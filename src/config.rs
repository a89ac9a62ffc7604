//! Server configuration (`spec.md` §6 external interfaces): every tunable
//! named for the CLI surface, with the defaults the component sections
//! specify.

use std::net::{IpAddr, Ipv4Addr, SocketAddr};
use std::path::PathBuf;
use std::time::Duration;

use crate::server::flow::{HIGH_WATER, LOW_WATER};

/// `--http` / `--ws` implementation selectors. The core only ships the
/// HTTP/1.1 engine and the upgrade handoff described in `spec.md` §4.9; the
/// other variants are accepted for CLI compatibility and fail fast at
/// startup if selected.
#[derive(Debug, Clone, Copy, PartialEq, Eq, Default)]
pub enum HttpImpl {
    #[default]
    Auto,
    H11,
    HttpTools,
}

#[derive(Debug, Clone, Copy, PartialEq, Eq, Default)]
pub enum WsImpl {
    Auto,
    #[default]
    None,
    WebSockets,
    Wsproto,
}

/// Lifespan handshake mode, per `spec.md` §4.7.
#[derive(Debug, Clone, Copy, PartialEq, Eq, Default)]
pub enum LifespanMode {
    #[default]
    Auto,
    On,
    Off,
}

/// Where the server listens, per `spec.md` §6 "Listeners".
#[derive(Debug, Clone)]
pub enum BindTarget {
    Tcp(SocketAddr),
    Unix(PathBuf),
    InheritedFd(std::os::fd::RawFd),
}

impl Default for BindTarget {
    fn default() -> Self {
        Self::Tcp(SocketAddr::new(IpAddr::V4(Ipv4Addr::new(127, 0, 0, 1)), 8000))
    }
}

/// Full server configuration. Construct with [`Config::builder`].
#[derive(Debug, Clone)]
pub struct Config {
    pub bind: BindTarget,
    pub http_impl: HttpImpl,
    pub ws_impl: WsImpl,
    pub lifespan: LifespanMode,
    pub workers: usize,
    pub limit_concurrency: Option<usize>,
    pub limit_max_requests: Option<u64>,
    pub timeout_keep_alive: Duration,
    pub timeout_notify: Duration,
    pub timeout_graceful_shutdown: Option<Duration>,
    pub ssl_enabled: bool,
    pub proxy_headers: bool,
    pub trusted_hosts: Vec<String>,
    pub root_path: String,
    pub log_level: String,
    pub access_log: bool,
    pub max_header_bytes: usize,
    pub max_pipelined_requests: usize,
    pub high_water: usize,
    pub low_water: usize,
}

impl Default for Config {
    fn default() -> Self {
        Self {
            bind: BindTarget::default(),
            http_impl: HttpImpl::default(),
            ws_impl: WsImpl::default(),
            lifespan: LifespanMode::default(),
            workers: 1,
            limit_concurrency: None,
            limit_max_requests: None,
            timeout_keep_alive: Duration::from_secs(5),
            timeout_notify: Duration::from_secs(30),
            timeout_graceful_shutdown: None,
            ssl_enabled: false,
            proxy_headers: false,
            trusted_hosts: Vec::new(),
            root_path: String::new(),
            log_level: "info".to_string(),
            access_log: true,
            max_header_bytes: 16 * 1024,
            max_pipelined_requests: 20,
            high_water: HIGH_WATER,
            low_water: LOW_WATER,
        }
    }
}

impl Config {
    #[must_use]
    pub fn builder() -> ConfigBuilder {
        ConfigBuilder::default()
    }
}

/// Chained builder for [`Config`], mirroring the CLI flags in `spec.md` §6.
#[derive(Debug, Clone, Default)]
pub struct ConfigBuilder {
    config: Config,
}

impl ConfigBuilder {
    #[must_use]
    pub fn bind(mut self, target: BindTarget) -> Self {
        self.config.bind = target;
        self
    }

    #[must_use]
    pub fn http_impl(mut self, v: HttpImpl) -> Self {
        self.config.http_impl = v;
        self
    }

    #[must_use]
    pub fn ws_impl(mut self, v: WsImpl) -> Self {
        self.config.ws_impl = v;
        self
    }

    #[must_use]
    pub fn lifespan(mut self, v: LifespanMode) -> Self {
        self.config.lifespan = v;
        self
    }

    #[must_use]
    pub fn workers(mut self, n: usize) -> Self {
        self.config.workers = n.max(1);
        self
    }

    #[must_use]
    pub fn limit_concurrency(mut self, n: Option<usize>) -> Self {
        self.config.limit_concurrency = n;
        self
    }

    #[must_use]
    pub fn limit_max_requests(mut self, n: Option<u64>) -> Self {
        self.config.limit_max_requests = n;
        self
    }

    #[must_use]
    pub fn timeout_keep_alive(mut self, d: Duration) -> Self {
        self.config.timeout_keep_alive = d;
        self
    }

    #[must_use]
    pub fn timeout_notify(mut self, d: Duration) -> Self {
        self.config.timeout_notify = d;
        self
    }

    #[must_use]
    pub fn timeout_graceful_shutdown(mut self, d: Option<Duration>) -> Self {
        self.config.timeout_graceful_shutdown = d;
        self
    }

    #[must_use]
    pub fn ssl_enabled(mut self, enabled: bool) -> Self {
        self.config.ssl_enabled = enabled;
        self
    }

    #[must_use]
    pub fn proxy_headers(mut self, enabled: bool) -> Self {
        self.config.proxy_headers = enabled;
        self
    }

    #[must_use]
    pub fn trusted_hosts(mut self, hosts: Vec<String>) -> Self {
        self.config.trusted_hosts = hosts;
        self
    }

    #[must_use]
    pub fn root_path(mut self, path: impl Into<String>) -> Self {
        self.config.root_path = path.into();
        self
    }

    #[must_use]
    pub fn log_level(mut self, level: impl Into<String>) -> Self {
        self.config.log_level = level.into();
        self
    }

    #[must_use]
    pub fn access_log(mut self, enabled: bool) -> Self {
        self.config.access_log = enabled;
        self
    }

    #[must_use]
    pub fn max_header_bytes(mut self, n: usize) -> Self {
        self.config.max_header_bytes = n;
        self
    }

    #[must_use]
    pub fn max_pipelined_requests(mut self, n: usize) -> Self {
        self.config.max_pipelined_requests = n;
        self
    }

    #[must_use]
    pub fn build(self) -> Config {
        self.config
    }
}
- - - - - - -
_What is being asked_:
Scan the material above for the string "usize". Return each line where it occurs.

_Result_:
    pub workers: usize,
    pub limit_concurrency: Option<usize>,
    pub max_header_bytes: usize,
    pub max_pipelined_requests: usize,
    pub high_water: usize,
    pub low_water: usize,
    pub fn workers(mut self, n: usize) -> Self {
    pub fn limit_concurrency(mut self, n: Option<usize>) -> Self {
    pub fn max_header_bytes(mut self, n: usize) -> Self {
    pub fn max_pipelined_requests(mut self, n: usize) -> Self {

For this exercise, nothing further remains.